**Task description:** Every record shown here must be duplicated without change.

**Extracted data:**
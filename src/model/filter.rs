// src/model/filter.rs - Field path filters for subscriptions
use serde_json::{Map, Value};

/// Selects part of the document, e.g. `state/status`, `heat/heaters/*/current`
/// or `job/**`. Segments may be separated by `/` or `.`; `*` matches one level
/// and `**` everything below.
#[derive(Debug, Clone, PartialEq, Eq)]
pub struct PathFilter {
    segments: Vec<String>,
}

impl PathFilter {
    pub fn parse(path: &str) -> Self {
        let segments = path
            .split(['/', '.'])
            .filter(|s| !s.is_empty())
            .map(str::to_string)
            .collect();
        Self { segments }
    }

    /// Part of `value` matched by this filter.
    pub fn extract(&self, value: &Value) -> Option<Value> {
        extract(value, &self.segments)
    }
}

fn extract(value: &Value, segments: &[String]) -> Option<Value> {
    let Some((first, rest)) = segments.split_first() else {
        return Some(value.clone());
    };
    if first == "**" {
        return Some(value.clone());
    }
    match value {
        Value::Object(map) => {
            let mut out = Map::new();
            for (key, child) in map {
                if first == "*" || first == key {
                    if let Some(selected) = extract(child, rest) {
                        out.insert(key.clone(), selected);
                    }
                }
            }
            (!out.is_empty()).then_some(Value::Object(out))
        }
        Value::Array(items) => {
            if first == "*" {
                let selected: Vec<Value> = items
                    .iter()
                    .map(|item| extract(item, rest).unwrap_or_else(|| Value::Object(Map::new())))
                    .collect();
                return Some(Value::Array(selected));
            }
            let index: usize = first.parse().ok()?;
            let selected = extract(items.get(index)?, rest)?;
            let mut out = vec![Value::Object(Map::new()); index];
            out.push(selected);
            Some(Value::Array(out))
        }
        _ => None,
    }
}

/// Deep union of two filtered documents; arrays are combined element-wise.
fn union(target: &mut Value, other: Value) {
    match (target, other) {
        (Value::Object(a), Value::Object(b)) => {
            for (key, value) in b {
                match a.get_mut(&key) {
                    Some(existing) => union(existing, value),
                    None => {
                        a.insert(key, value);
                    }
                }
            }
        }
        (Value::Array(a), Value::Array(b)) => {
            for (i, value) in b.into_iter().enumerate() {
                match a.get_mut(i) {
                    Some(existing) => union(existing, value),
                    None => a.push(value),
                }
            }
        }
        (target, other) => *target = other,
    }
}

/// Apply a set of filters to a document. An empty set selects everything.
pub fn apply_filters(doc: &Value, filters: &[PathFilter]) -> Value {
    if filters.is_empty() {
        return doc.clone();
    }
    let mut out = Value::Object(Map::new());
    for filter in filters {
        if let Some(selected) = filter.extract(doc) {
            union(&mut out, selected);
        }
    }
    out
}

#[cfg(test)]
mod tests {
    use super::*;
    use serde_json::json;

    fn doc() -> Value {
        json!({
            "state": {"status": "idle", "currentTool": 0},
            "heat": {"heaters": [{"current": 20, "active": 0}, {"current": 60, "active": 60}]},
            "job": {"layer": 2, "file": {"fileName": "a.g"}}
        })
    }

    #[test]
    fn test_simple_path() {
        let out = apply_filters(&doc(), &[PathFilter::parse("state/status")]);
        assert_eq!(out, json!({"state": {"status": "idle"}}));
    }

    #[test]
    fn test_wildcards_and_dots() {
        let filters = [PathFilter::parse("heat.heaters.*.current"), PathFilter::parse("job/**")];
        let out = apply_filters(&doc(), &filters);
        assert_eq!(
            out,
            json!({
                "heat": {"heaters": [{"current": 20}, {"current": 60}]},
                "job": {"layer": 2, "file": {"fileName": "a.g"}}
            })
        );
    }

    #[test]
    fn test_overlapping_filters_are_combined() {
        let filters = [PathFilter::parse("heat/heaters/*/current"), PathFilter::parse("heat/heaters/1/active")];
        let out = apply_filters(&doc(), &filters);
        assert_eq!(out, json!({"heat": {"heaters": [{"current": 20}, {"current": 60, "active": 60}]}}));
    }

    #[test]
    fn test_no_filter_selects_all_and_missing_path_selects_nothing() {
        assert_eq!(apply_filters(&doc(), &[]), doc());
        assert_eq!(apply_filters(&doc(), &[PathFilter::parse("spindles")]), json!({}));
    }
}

**Result for this task:**
filename src/model/filter.rs
// src/model/filter.rs - Field path filters for subscriptions
use serde_json::{Map, Value};

/// Selects part of the document, e.g. `state/status`, `heat/heaters/*/current`
/// or `job/**`. Segments may be separated by `/` or `.`; `*` matches one level
/// and `**` everything below.
#[derive(Debug, Clone, PartialEq, Eq)]
pub struct PathFilter {
    segments: Vec<String>,
}

impl PathFilter {
    pub fn parse(path: &str) -> Self {
        let segments = path
            .split(['/', '.'])
            .filter(|s| !s.is_empty())
            .map(str::to_string)
            .collect();
        Self { segments }
    }

    /// Part of `value` matched by this filter.
    pub fn extract(&self, value: &Value) -> Option<Value> {
        extract(value, &self.segments)
    }
}

fn extract(value: &Value, segments: &[String]) -> Option<Value> {
    let Some((first, rest)) = segments.split_first() else {
        return Some(value.clone());
    };
    if first == "**" {
        return Some(value.clone());
    }
    match value {
        Value::Object(map) => {
            let mut out = Map::new();
            for (key, child) in map {
                if first == "*" || first == key {
                    if let Some(selected) = extract(child, rest) {
                        out.insert(key.clone(), selected);
                    }
                }
            }
            (!out.is_empty()).then_some(Value::Object(out))
        }
        Value::Array(items) => {
            if first == "*" {
                let selected: Vec<Value> = items
                    .iter()
                    .map(|item| extract(item, rest).unwrap_or_else(|| Value::Object(Map::new())))
                    .collect();
                return Some(Value::Array(selected));
            }
            let index: usize = first.parse().ok()?;
            let selected = extract(items.get(index)?, rest)?;
            let mut out = vec![Value::Object(Map::new()); index];
            out.push(selected);
            Some(Value::Array(out))
        }
        _ => None,
    }
}

/// Deep union of two filtered documents; arrays are combined element-wise.
fn union(target: &mut Value, other: Value) {
    match (target, other) {
        (Value::Object(a), Value::Object(b)) => {
            for (key, value) in b {
                match a.get_mut(&key) {
                    Some(existing) => union(existing, value),
                    None => {
                        a.insert(key, value);
                    }
                }
            }
        }
        (Value::Array(a), Value::Array(b)) => {
            for (i, value) in b.into_iter().enumerate() {
                match a.get_mut(i) {
                    Some(existing) => union(existing, value),
                    None => a.push(value),
                }
            }
        }
        (target, other) => *target = other,
    }
}

/// Apply a set of filters to a document. An empty set selects everything.
pub fn apply_filters(doc: &Value, filters: &[PathFilter]) -> Value {
    if filters.is_empty() {
        return doc.clone();
    }
    let mut out = Value::Object(Map::new());
    for filter in filters {
        if let Some(selected) = filter.extract(doc) {
            union(&mut out, selected);
        }
    }
    out
}

#[cfg(test)]
mod tests {
    use super::*;
    use serde_json::json;

    fn doc() -> Value {
        json!({
            "state": {"status": "idle", "currentTool": 0},
            "heat": {"heaters": [{"current": 20, "active": 0}, {"current": 60, "active": 60}]},
            "job": {"layer": 2, "file": {"fileName": "a.g"}}
        })
    }

    #[test]
    fn test_simple_path() {
        let out = apply_filters(&doc(), &[PathFilter::parse("state/status")]);
        assert_eq!(out, json!({"state": {"status": "idle"}}));
    }

    #[test]
    fn test_wildcards_and_dots() {
        let filters = [PathFilter::parse("heat.heaters.*.current"), PathFilter::parse("job/**")];
        let out = apply_filters(&doc(), &filters);
        assert_eq!(
            out,
            json!({
                "heat": {"heaters": [{"current": 20}, {"current": 60}]},
                "job": {"layer": 2, "file": {"fileName": "a.g"}}
            })
        );
    }

    #[test]
    fn test_overlapping_filters_are_combined() {
        let filters = [PathFilter::parse("heat/heaters/*/current"), PathFilter::parse("heat/heaters/1/active")];
        let out = apply_filters(&doc(), &filters);
        assert_eq!(out, json!({"heat": {"heaters": [{"current": 20}, {"current": 60, "active": 60}]}}));
    }

    #[test]
    fn test_no_filter_selects_all_and_missing_path_selects_nothing() {
        assert_eq!(apply_filters(&doc(), &[]), doc());
        assert_eq!(apply_filters(&doc(), &[PathFilter::parse("spindles")]), json!({}));
    }
}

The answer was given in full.